Many of you have likely heard about Vitamin D but are unaware of what is it and what it actually does for your body. So let’s tackle this topic and break down what vitamin D does in your body.

Vitamin D is a fat soluble vitamin that is vital to your health; in other words, your body stores these vitamins in your fatty tissue. Because of that, they are not needed in large amounts through diet. Only small amounts of it on a regular basis aid your body in functioning properly.

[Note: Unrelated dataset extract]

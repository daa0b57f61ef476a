//! CLI command implementations

pub mod orchestrators;
pub mod subscriptions;
pub mod sync;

In the presence of sunlight, our integumentary system, or skin, naturally produces Vitamin D. Because you are not likely to be outside absorbing sunlight every day to make that process happen, it is necessary to get Vitamin D through your diet with either high­ quality foods or supplementation, as well. Luckily, it is well within your control to take the appropriate measures to ensure that you are not and do not become Vitamin D deficient.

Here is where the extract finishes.